**What you should do**
Range to reproduce from the entries below: the line with "pub struct HitAreas", the line with "pub fn new(settings: Settings)", and every line in between. Give them exactly and give nothing else.

------------------------------

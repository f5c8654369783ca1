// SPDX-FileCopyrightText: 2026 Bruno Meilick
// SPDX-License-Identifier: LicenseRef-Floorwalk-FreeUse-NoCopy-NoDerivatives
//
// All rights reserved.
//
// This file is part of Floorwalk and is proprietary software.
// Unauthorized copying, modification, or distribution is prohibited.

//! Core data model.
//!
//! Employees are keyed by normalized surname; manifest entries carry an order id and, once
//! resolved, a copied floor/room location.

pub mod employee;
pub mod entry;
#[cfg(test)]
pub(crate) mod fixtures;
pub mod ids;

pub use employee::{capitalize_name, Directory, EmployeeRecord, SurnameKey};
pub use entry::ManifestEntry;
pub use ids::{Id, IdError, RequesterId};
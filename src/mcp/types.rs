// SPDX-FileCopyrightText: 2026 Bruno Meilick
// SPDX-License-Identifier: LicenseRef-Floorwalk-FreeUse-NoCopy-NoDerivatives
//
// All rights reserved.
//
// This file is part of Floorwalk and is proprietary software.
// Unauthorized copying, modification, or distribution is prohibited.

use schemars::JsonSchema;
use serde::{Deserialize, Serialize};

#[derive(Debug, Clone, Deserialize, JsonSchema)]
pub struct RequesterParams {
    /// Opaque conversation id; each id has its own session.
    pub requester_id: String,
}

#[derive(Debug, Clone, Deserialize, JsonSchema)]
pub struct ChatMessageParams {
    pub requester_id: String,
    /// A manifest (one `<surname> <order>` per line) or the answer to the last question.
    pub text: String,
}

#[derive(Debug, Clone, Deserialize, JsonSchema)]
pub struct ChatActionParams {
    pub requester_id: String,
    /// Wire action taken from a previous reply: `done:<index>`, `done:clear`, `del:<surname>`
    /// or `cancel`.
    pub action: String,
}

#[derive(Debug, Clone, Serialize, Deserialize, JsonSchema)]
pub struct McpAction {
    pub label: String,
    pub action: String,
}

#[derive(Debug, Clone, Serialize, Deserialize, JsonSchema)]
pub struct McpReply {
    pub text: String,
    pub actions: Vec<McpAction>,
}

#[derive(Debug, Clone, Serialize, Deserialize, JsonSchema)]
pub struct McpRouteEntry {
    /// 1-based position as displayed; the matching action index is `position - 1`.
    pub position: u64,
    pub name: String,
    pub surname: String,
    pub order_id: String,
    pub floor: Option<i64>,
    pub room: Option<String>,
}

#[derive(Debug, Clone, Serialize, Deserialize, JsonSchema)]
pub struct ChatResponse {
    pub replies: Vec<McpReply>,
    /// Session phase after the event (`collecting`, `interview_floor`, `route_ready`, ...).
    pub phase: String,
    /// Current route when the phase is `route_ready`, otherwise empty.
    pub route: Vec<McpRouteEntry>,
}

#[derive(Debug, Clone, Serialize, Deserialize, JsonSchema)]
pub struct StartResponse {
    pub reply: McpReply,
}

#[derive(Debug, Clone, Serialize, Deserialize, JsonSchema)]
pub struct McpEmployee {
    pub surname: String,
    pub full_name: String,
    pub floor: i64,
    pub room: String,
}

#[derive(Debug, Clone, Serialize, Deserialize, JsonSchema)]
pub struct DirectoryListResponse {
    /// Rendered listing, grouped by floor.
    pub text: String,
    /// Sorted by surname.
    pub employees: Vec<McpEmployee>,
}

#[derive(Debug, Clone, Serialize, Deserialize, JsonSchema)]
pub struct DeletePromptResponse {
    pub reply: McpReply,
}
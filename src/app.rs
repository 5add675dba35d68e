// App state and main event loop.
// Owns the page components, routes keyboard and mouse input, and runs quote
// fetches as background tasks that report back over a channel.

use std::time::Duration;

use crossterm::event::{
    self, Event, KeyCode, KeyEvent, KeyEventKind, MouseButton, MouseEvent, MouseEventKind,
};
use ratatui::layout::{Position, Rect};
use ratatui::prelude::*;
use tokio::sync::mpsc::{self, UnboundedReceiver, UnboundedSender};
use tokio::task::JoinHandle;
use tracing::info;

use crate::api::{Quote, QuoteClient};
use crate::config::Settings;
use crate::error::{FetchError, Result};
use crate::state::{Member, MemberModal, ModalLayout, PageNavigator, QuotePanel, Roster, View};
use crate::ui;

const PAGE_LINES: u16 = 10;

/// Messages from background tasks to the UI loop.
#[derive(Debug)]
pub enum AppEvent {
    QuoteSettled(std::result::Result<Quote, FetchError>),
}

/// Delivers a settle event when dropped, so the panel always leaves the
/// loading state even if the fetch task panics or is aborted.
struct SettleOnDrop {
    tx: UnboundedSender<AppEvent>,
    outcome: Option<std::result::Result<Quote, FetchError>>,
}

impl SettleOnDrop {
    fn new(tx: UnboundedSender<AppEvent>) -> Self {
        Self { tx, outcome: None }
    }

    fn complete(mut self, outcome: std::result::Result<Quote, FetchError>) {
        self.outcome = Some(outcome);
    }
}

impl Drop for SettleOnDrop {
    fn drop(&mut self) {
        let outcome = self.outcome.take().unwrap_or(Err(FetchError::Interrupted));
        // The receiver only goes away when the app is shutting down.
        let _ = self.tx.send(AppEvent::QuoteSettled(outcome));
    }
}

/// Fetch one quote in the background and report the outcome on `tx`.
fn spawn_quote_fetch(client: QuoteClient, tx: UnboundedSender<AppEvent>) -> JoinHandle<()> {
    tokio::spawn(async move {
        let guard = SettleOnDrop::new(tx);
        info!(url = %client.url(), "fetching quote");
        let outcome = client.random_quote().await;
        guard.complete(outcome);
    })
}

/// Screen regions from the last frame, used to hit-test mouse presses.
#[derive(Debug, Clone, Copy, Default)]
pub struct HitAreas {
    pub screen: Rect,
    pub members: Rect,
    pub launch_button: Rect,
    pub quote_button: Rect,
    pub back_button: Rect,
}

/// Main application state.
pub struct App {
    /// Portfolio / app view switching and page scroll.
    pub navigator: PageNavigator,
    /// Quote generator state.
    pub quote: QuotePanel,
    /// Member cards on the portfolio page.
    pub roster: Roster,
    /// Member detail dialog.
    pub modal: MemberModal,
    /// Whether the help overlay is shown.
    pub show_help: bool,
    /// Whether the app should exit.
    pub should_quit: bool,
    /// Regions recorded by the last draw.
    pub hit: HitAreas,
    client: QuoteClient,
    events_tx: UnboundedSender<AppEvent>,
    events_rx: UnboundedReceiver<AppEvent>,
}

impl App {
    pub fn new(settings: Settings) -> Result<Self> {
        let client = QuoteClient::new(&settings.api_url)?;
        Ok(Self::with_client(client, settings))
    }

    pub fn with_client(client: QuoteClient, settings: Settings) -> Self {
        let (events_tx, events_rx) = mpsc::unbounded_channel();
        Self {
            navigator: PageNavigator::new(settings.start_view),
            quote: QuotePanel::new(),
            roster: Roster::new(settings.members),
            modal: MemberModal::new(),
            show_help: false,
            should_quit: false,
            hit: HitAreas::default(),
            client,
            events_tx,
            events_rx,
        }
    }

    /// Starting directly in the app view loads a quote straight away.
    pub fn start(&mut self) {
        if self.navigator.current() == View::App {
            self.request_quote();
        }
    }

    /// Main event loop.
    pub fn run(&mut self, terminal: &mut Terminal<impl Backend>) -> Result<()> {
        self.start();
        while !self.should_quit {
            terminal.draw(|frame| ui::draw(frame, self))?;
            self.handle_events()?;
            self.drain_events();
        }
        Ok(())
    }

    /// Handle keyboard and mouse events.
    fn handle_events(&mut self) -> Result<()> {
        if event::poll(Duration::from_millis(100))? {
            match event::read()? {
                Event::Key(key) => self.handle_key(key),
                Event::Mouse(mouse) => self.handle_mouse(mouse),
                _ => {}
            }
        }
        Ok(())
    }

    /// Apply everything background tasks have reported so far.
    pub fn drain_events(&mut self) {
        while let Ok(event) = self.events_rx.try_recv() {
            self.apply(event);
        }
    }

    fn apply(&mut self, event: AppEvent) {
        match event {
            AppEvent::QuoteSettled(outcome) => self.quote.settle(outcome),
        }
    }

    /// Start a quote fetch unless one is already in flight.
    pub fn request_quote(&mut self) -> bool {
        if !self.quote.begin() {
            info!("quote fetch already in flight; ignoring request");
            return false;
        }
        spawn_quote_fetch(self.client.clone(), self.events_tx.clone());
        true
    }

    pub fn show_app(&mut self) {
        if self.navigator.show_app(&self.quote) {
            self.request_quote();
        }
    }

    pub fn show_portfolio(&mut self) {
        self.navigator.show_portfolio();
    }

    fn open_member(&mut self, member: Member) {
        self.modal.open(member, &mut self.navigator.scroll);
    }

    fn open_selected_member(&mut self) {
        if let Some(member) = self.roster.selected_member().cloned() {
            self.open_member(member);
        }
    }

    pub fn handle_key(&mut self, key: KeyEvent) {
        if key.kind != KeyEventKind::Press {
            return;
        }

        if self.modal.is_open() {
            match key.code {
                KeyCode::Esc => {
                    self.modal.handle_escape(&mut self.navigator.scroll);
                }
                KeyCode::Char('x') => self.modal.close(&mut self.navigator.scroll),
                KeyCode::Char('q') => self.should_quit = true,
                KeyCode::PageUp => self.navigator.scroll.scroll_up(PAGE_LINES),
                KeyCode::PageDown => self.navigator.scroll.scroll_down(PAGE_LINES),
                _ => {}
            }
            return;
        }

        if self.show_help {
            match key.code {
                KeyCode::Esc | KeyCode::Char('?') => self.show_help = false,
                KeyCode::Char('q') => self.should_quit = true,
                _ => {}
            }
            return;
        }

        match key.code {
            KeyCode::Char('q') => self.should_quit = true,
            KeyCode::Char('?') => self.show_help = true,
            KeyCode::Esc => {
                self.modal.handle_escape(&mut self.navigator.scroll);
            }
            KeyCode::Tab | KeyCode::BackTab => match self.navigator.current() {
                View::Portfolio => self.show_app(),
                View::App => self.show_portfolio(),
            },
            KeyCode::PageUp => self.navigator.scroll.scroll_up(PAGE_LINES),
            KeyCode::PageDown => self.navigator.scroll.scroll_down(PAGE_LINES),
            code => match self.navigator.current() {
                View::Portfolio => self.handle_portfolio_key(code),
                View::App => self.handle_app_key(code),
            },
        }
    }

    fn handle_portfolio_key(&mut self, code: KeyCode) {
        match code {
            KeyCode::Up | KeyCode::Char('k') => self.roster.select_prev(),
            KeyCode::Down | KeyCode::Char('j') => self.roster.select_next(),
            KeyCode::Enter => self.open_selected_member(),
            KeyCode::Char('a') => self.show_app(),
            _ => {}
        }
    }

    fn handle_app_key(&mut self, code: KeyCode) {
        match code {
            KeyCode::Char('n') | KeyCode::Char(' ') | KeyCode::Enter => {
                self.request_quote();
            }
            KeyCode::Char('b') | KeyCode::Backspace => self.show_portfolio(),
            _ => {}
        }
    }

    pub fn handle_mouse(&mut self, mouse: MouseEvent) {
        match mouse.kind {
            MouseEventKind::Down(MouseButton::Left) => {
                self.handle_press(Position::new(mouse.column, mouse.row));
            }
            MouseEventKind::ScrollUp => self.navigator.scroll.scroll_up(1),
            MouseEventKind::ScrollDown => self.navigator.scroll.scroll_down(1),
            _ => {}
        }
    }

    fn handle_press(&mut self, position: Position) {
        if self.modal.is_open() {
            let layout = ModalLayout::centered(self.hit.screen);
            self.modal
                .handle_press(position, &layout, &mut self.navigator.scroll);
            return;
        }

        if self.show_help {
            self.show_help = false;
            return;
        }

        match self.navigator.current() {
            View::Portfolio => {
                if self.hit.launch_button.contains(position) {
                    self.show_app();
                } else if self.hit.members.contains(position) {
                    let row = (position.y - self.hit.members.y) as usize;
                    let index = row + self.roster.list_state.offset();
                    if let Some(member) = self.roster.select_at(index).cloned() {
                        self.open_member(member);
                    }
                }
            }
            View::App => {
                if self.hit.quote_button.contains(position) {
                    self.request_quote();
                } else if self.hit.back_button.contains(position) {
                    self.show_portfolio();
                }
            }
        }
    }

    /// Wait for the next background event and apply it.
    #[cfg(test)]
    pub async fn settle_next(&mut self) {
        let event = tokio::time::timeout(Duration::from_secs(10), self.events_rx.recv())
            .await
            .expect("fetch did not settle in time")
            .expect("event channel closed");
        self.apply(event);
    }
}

------------------------------

**Result of this task**
pub struct HitAreas {
    pub screen: Rect,
    pub members: Rect,
    pub launch_button: Rect,
    pub quote_button: Rect,
    pub back_button: Rect,
}

/// Main application state.
pub struct App {
    /// Portfolio / app view switching and page scroll.
    pub navigator: PageNavigator,
    /// Quote generator state.
    pub quote: QuotePanel,
    /// Member cards on the portfolio page.
    pub roster: Roster,
    /// Member detail dialog.
    pub modal: MemberModal,
    /// Whether the help overlay is shown.
    pub show_help: bool,
    /// Whether the app should exit.
    pub should_quit: bool,
    /// Regions recorded by the last draw.
    pub hit: HitAreas,
    client: QuoteClient,
    events_tx: UnboundedSender<AppEvent>,
    events_rx: UnboundedReceiver<AppEvent>,
}

impl App {
    pub fn new(settings: Settings) -> Result<Self> {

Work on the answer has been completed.